→ What you need to do: What lines in the records below include the word "derive"? Return each one.

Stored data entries
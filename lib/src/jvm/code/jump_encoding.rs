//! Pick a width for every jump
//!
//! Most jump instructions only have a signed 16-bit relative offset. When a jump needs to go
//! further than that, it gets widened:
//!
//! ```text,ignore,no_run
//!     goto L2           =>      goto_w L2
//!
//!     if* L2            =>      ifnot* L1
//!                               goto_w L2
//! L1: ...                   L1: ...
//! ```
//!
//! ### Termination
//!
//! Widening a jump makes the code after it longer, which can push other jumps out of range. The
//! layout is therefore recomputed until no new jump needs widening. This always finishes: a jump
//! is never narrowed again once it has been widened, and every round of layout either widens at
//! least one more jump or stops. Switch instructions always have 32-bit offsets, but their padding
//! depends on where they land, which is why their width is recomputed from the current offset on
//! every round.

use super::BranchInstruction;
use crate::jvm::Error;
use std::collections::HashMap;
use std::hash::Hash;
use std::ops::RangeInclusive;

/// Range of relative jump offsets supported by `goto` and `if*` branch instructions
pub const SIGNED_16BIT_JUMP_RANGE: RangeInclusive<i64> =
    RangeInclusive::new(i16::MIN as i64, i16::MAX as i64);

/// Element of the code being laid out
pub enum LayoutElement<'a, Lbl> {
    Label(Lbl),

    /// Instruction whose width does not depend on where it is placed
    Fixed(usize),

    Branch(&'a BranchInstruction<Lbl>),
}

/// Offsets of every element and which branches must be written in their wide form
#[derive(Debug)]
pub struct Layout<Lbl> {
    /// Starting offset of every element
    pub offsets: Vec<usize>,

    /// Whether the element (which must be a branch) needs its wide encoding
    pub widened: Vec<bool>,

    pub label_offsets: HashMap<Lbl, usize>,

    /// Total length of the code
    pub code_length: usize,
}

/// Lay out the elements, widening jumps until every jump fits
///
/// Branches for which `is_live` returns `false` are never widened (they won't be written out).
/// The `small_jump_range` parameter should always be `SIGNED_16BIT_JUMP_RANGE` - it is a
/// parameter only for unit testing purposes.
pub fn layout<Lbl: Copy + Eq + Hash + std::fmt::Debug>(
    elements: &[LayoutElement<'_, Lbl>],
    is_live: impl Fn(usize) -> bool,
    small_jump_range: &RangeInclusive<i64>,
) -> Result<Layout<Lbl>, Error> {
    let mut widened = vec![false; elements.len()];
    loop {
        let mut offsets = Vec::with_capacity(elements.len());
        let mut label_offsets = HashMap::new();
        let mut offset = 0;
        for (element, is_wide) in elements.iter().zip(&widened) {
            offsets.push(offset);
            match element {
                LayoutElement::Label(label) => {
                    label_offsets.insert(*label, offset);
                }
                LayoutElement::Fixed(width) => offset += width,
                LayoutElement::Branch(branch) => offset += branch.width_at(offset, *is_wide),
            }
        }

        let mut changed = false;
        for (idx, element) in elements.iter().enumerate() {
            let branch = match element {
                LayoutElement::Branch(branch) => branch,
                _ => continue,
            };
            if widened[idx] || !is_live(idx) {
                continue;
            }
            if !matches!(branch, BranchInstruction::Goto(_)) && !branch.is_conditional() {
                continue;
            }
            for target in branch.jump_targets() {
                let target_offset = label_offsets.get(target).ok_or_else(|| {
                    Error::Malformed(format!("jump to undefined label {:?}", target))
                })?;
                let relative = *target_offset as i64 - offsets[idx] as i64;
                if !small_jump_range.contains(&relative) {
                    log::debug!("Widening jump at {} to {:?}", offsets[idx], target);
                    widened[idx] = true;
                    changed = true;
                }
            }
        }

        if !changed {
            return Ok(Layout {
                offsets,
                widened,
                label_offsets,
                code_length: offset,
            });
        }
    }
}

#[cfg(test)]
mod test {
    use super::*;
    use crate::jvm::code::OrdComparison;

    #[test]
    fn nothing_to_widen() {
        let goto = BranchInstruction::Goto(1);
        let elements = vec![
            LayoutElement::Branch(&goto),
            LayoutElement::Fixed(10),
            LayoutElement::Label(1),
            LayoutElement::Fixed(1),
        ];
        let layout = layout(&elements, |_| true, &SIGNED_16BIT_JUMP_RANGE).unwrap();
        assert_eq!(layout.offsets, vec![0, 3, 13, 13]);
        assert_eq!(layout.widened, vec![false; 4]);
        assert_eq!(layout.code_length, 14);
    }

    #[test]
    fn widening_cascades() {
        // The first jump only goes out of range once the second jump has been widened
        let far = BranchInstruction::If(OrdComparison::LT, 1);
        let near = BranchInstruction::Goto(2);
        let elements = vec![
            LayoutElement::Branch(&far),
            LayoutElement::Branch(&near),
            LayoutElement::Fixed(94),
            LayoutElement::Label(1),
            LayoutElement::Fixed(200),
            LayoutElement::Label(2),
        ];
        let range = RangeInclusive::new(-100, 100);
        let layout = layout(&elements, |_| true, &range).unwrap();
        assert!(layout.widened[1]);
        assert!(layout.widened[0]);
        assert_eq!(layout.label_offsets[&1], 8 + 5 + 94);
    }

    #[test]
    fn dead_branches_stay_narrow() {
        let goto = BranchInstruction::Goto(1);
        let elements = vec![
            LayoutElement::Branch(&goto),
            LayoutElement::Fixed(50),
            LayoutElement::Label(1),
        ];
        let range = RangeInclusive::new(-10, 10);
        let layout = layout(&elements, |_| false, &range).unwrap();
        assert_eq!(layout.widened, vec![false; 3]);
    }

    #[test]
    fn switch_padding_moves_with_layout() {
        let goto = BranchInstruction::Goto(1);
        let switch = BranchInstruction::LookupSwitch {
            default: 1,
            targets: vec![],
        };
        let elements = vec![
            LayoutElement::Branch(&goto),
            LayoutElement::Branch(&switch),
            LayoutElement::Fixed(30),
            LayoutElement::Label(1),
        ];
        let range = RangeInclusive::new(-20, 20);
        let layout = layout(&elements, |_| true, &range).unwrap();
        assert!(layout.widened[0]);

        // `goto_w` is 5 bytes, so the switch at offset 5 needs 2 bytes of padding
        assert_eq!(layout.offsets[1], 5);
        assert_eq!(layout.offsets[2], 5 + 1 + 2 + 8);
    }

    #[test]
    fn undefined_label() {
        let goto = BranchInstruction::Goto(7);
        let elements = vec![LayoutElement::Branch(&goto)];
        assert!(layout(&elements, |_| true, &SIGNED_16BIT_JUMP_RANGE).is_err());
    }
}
---
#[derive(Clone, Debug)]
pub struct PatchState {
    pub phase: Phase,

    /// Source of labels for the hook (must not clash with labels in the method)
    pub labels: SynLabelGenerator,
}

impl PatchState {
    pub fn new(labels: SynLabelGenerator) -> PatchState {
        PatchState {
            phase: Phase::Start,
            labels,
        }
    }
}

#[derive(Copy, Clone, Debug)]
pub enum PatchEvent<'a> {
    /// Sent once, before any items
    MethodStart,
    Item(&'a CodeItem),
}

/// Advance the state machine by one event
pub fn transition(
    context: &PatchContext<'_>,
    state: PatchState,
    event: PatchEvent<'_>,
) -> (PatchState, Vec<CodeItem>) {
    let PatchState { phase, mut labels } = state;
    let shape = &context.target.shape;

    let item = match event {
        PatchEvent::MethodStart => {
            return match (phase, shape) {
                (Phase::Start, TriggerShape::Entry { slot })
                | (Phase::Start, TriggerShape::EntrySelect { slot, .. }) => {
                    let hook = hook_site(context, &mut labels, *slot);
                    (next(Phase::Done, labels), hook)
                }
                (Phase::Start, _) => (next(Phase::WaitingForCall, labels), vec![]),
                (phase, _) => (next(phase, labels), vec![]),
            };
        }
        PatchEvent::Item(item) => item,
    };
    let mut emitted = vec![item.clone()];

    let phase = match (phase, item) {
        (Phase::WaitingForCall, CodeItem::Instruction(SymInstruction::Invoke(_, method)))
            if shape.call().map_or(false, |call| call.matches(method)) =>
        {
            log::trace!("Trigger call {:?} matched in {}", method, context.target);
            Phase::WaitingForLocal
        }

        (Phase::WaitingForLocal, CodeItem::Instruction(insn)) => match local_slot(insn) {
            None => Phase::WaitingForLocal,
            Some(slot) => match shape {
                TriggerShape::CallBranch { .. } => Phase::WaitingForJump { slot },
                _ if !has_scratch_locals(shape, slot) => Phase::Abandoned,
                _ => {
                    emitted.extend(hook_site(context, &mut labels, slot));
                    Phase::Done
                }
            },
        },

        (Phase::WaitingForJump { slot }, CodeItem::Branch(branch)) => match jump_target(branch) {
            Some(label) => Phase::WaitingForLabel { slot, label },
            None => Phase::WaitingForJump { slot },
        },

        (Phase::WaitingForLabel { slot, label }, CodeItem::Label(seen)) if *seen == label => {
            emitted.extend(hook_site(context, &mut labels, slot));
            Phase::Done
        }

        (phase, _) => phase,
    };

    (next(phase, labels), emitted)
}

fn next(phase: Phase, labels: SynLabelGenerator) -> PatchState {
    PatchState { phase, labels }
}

→ Solution for this exercise:
#[derive(Debug)]
#[derive(Clone, Debug)]
#[derive(Copy, Clone, Debug)]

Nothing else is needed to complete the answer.